What you are asked to do: Hunt through the lines below for the string "only" and copy each one that has it.

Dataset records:
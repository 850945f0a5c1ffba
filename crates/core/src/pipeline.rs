//! The single run entry point: collect, resolve, persist, diff, report.

use std::path::PathBuf;

use serde::Serialize;
use trialwatch_storage::{History, SnapshotStore, StorageError};

use crate::collect::{collect_terms, StudySource, TermReport};
use crate::diff::{diff_snapshots, DiffError};
use crate::report::{change_sections, initialization_sections, ArtifactWriter, ReportError};
use crate::resolve::resolve_conflicts;

/// Fatal run errors. Fetch failures and schema drift are not fatal; they
/// are recorded in the [`RunSummary`].
#[derive(Debug, thiserror::Error)]
pub enum RunError {
    #[error(transparent)]
    Storage(#[from] StorageError),

    #[error(transparent)]
    Report(#[from] ReportError),
}

/// What one run did.
#[derive(Debug, Clone, PartialEq, Serialize)]
pub struct RunSummary {
    /// True when no history existed and this run only seeded it.
    pub initialized: bool,
    pub total_records: usize,
    pub added_count: usize,
    pub deleted_count: usize,
    pub modified_count: usize,
    pub unchanged_count: usize,
    #[serde(skip_serializing_if = "Option::is_none")]
    pub output_artifact: Option<PathBuf>,
    /// Why the comparison was skipped, if it was.
    #[serde(skip_serializing_if = "Option::is_none")]
    pub diff_skipped: Option<String>,
    pub term_reports: Vec<TermReport>,
}

impl RunSummary {
    fn new(total_records: usize, term_reports: Vec<TermReport>) -> Self {
        Self {
            initialized: false,
            total_records,
            added_count: 0,
            deleted_count: 0,
            modified_count: 0,
            unchanged_count: 0,
            output_artifact: None,
            diff_skipped: None,
            term_reports,
        }
    }

    /// Format the summary as human-readable text.
    pub fn to_text(&self) -> String {
        let mut lines = Vec::new();
        for t in &self.term_reports {
            match &t.failure {
                Some(failure) => lines.push(format!(
                    "{}: {} record(s) from {} page(s), stopped early: {}",
                    t.term, t.records, t.pages, failure
                )),
                None => lines.push(format!(
                    "{}: {} record(s) from {} page(s)",
                    t.term, t.records, t.pages
                )),
            }
        }
        if self.initialized {
            lines.push(format!(
                "no historic trial data found; initialized tracking with {} trial(s)",
                self.total_records
            ));
        } else if let Some(reason) = &self.diff_skipped {
            lines.push(format!(
                "persisted {} trial(s); comparison skipped: {}",
                self.total_records, reason
            ));
        } else {
            lines.push(format!(
                "{} trial(s): {} added, {} deleted, {} modified, {} unchanged",
                self.total_records,
                self.added_count,
                self.deleted_count,
                self.modified_count,
                self.unchanged_count
            ));
        }
        if let Some(path) = &self.output_artifact {
            lines.push(format!("report written to {}", path.display()));
        }
        lines.join("\n")
    }
}

/// Run one full pull-and-compare cycle.
///
/// History is read from `store` once up front. With no history the resolved
/// snapshot becomes the sole generation and only the full table is
/// reported. Otherwise the last current generation is rotated to previous,
/// the new snapshot is persisted as current, and the two are diffed.
///
/// A rotation failure aborts before anything is written. A schema mismatch
/// between generations skips the report but keeps the persisted snapshot.
pub fn run<S, T, W>(
    terms: &[String],
    source: &mut S,
    store: &mut T,
    writer: &W,
) -> Result<RunSummary, RunError>
where
    S: StudySource + ?Sized,
    T: SnapshotStore + ?Sized,
    W: ArtifactWriter + ?Sized,
{
    let history = store.history()?;
    tracing::info!(?history, terms = terms.len(), "starting run");

    let collection = collect_terms(source, terms);
    let resolved = resolve_conflicts(collection.records);
    let current = resolved.to_snapshot().map_err(StorageError::from)?;
    let mut summary = RunSummary::new(current.len(), collection.terms);

    match history {
        History::NoHistory => {
            store.persist_initial(&current)?;
            summary.initialized = true;
            summary.output_artifact =
                Some(writer.write_artifact(&initialization_sections(&current))?);
        }
        History::HasHistory { pending_rotation } => {
            if pending_rotation {
                store.rotate()?;
            }
            store.persist_current(&current)?;

            let Some(previous) = store.load_previous()? else {
                // Rotation only ever replaces previous, so this means the
                // previous generation vanished between history() and now.
                summary.diff_skipped = Some("previous snapshot is missing".to_string());
                return Ok(summary);
            };

            match diff_snapshots(&previous, &current) {
                Ok(diff) => {
                    summary.added_count = diff.added.len();
                    summary.deleted_count = diff.deleted.len();
                    summary.modified_count = diff.modified.len();
                    summary.unchanged_count = diff.unchanged;
                    summary.output_artifact =
                        Some(writer.write_artifact(&change_sections(&diff, &current))?);
                }
                Err(e @ DiffError::SchemaMismatch { .. }) => {
                    tracing::warn!(error = %e, "skipping comparison");
                    summary.diff_skipped = Some(e.to_string());
                }
            }
        }
    }

    Ok(summary)
}

#[cfg(test)]
mod tests {
    use std::cell::RefCell;

    use super::*;
    use crate::collect::testing::{page, study, ScriptedSource};
    use crate::collect::FetchError;
    use crate::report::{Section, ADDED_SECTION, ALL_SECTION, MODIFIED_SECTION};
    use crate::schema::{trial_schema, ASSET, OVERALL_STATUS};
    use tempfile::TempDir;
    use trialwatch_storage::{
        read_snapshot, write_snapshot, Cell, Column, CsvSnapshotStore, MemorySnapshotStore,
        Snapshot, TableSchema,
    };

    /// Captures written sections instead of touching the filesystem.
    #[derive(Default)]
    struct CapturingWriter {
        written: RefCell<Vec<Vec<Section>>>,
    }

    impl ArtifactWriter for CapturingWriter {
        fn write_artifact(&self, sections: &[Section]) -> Result<PathBuf, ReportError> {
            self.written.borrow_mut().push(sections.to_vec());
            Ok(PathBuf::from(format!("report-{}.json", self.written.borrow().len())))
        }
    }

    fn terms(list: &[&str]) -> Vec<String> {
        list.iter().map(|s| s.to_string()).collect()
    }

    fn source_with(status: &str) -> ScriptedSource {
        ScriptedSource::default()
            .with_term("drugA", vec![page(vec![study("NCT001", status)], None)])
    }

    #[test]
    fn first_run_initializes_history() {
        let mut store = MemorySnapshotStore::new();
        let writer = CapturingWriter::default();
        let summary = run(
            &terms(&["drugA"]),
            &mut source_with("RECRUITING"),
            &mut store,
            &writer,
        )
        .unwrap();

        assert!(summary.initialized);
        assert_eq!(summary.total_records, 1);
        assert_eq!(summary.output_artifact, Some(PathBuf::from("report-1.json")));
        assert!(store.previous().is_some());
        assert!(store.current().is_none());

        let written = writer.written.borrow();
        assert_eq!(written[0].len(), 1);
        assert_eq!(written[0][0].name, ALL_SECTION);
    }

    #[test]
    fn status_change_and_addition_are_reported() {
        let mut store = MemorySnapshotStore::new();
        let writer = CapturingWriter::default();
        run(&terms(&["drugA"]), &mut source_with("RECRUITING"), &mut store, &writer).unwrap();

        let mut source = ScriptedSource::default().with_term(
            "drugA",
            vec![page(
                vec![study("NCT001", "COMPLETED"), study("NCT002", "RECRUITING")],
                None,
            )],
        );
        let summary = run(&terms(&["drugA"]), &mut source, &mut store, &writer).unwrap();

        assert!(!summary.initialized);
        assert_eq!(summary.added_count, 1);
        assert_eq!(summary.deleted_count, 0);
        assert_eq!(summary.modified_count, 1);
        assert_eq!(summary.unchanged_count, 0);

        let written = writer.written.borrow();
        let sections = &written[1];
        assert_eq!(sections.len(), 4);
        assert_eq!(sections[0].name, ADDED_SECTION);
        assert_eq!(sections[0].rows[0][0], "NCT002");
        assert_eq!(sections[2].name, MODIFIED_SECTION);
        assert_eq!(sections[2].rows.len(), 1);
        assert_eq!(sections[2].rows[0][1], OVERALL_STATUS);
        assert_eq!(sections[2].rows[0][2], "RECRUITING");
        assert_eq!(sections[2].rows[0][3], "COMPLETED");
    }

    #[test]
    fn third_run_compares_against_second() {
        let mut store = MemorySnapshotStore::new();
        let writer = CapturingWriter::default();
        for status in ["RECRUITING", "ACTIVE_NOT_RECRUITING", "COMPLETED"] {
            run(&terms(&["drugA"]), &mut source_with(status), &mut store, &writer).unwrap();
        }
        let written = writer.written.borrow();
        let modified = &written[2][2];
        assert_eq!(modified.rows[0][2], "ACTIVE_NOT_RECRUITING");
        assert_eq!(modified.rows[0][3], "COMPLETED");
        assert_eq!(
            store.previous().unwrap().cell("NCT001", OVERALL_STATUS),
            Some(&Cell::text("ACTIVE_NOT_RECRUITING"))
        );
    }

    #[test]
    fn shared_trial_lists_every_term() {
        let mut source = ScriptedSource::default()
            .with_term("drugA", vec![page(vec![study("NCT050", "RECRUITING")], None)])
            .with_term("drugB", vec![page(vec![study("NCT050", "COMPLETED")], None)]);
        let mut store = MemorySnapshotStore::new();
        let summary = run(
            &terms(&["drugA", "drugB"]),
            &mut source,
            &mut store,
            &CapturingWriter::default(),
        )
        .unwrap();

        assert_eq!(summary.total_records, 1);
        let snapshot = store.previous().unwrap();
        assert_eq!(snapshot.cell("NCT050", ASSET), Some(&Cell::text("drugA, drugB")));
        assert_eq!(snapshot.cell("NCT050", OVERALL_STATUS), Some(&Cell::text("RECRUITING")));
    }

    #[test]
    fn schema_drift_skips_report_but_persists_current() {
        let narrow = TableSchema::new("NCT ID", vec![Column::text(ASSET)]);
        let mut previous = Snapshot::new(&narrow);
        previous.insert("NCT001", vec![Cell::text("drugA")]).unwrap();
        let mut store = MemorySnapshotStore::with_generations(Some(previous), None);
        let writer = CapturingWriter::default();

        let summary = run(&terms(&["drugA"]), &mut source_with("RECRUITING"), &mut store, &writer)
            .unwrap();

        assert!(!summary.initialized);
        assert!(summary.output_artifact.is_none());
        assert!(summary
            .diff_skipped
            .as_deref()
            .unwrap()
            .contains("only in current"));
        assert!(writer.written.borrow().is_empty());
        let current = store.current().unwrap();
        assert_eq!(current.columns(), trial_schema().columns.as_slice());
        assert_eq!(current.len(), 1);
    }

    #[test]
    fn schema_drift_on_disk_still_writes_current_file() {
        let dir = TempDir::new().unwrap();
        let old = dir.path().join("old.csv");
        let new = dir.path().join("new.csv");
        let narrow = TableSchema::new("NCT ID", vec![Column::text(ASSET)]);
        let mut previous = Snapshot::new(&narrow);
        previous.insert("NCT001", vec![Cell::text("drugA")]).unwrap();
        write_snapshot(&old, &previous).unwrap();

        let mut store = CsvSnapshotStore::new(&old, &new, trial_schema());
        let writer = CapturingWriter::default();
        let summary = run(&terms(&["drugA"]), &mut source_with("RECRUITING"), &mut store, &writer)
            .unwrap();

        assert!(summary.diff_skipped.is_some());
        assert!(writer.written.borrow().is_empty());
        assert!(new.exists());
        let reloaded = read_snapshot(&new, &trial_schema()).unwrap();
        assert_eq!(reloaded.len(), 1);
        assert_eq!(reloaded.cell("NCT001", OVERALL_STATUS), Some(&Cell::text("RECRUITING")));
        assert_eq!(read_snapshot(&old, &trial_schema()).unwrap().columns().len(), 1);
        assert!(store.load_current().unwrap().is_some());
    }

    #[test]
    fn shared_snapshot_file_fails_before_anything_is_written() {
        let dir = TempDir::new().unwrap();
        let path = dir.path().join("trials.csv");
        let mut store = CsvSnapshotStore::new(&path, &path, trial_schema());
        let writer = CapturingWriter::default();
        let err = run(&terms(&["drugA"]), &mut source_with("RECRUITING"), &mut store, &writer)
            .unwrap_err();
        assert!(matches!(
            err,
            RunError::Storage(StorageError::SharedGeneration { .. })
        ));
        assert!(!path.exists());
        assert!(writer.written.borrow().is_empty());
    }

    #[test]
    fn fetch_failure_keeps_partial_results() {
        let mut source = ScriptedSource::default()
            .with_term(
                "drugA",
                vec![
                    page(vec![study("NCT001", "RECRUITING")], Some("next")),
                    Err(FetchError::Status {
                        term: "drugA".into(),
                        status: 500,
                    }),
                ],
            )
            .with_term("drugB", vec![page(vec![study("NCT002", "RECRUITING")], None)]);
        let mut store = MemorySnapshotStore::new();
        let summary = run(
            &terms(&["drugA", "drugB"]),
            &mut source,
            &mut store,
            &CapturingWriter::default(),
        )
        .unwrap();

        assert_eq!(summary.total_records, 2);
        assert!(summary.term_reports[0].failure.is_some());
        assert!(summary.to_text().contains("stopped early"));
    }

    #[test]
    fn summary_text_for_initialization() {
        let mut store = MemorySnapshotStore::new();
        let summary = run(
            &terms(&["drugA"]),
            &mut source_with("RECRUITING"),
            &mut store,
            &CapturingWriter::default(),
        )
        .unwrap();
        let text = summary.to_text();
        assert!(text.contains("initialized tracking with 1 trial(s)"));
        assert!(text.contains("report written to report-1.json"));
    }
}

Output:
    /// True when no history existed and this run only seeded it.
/// snapshot becomes the sole generation and only the full table is
                // Rotation only ever replaces previous, so this means the
            .contains("only in current"));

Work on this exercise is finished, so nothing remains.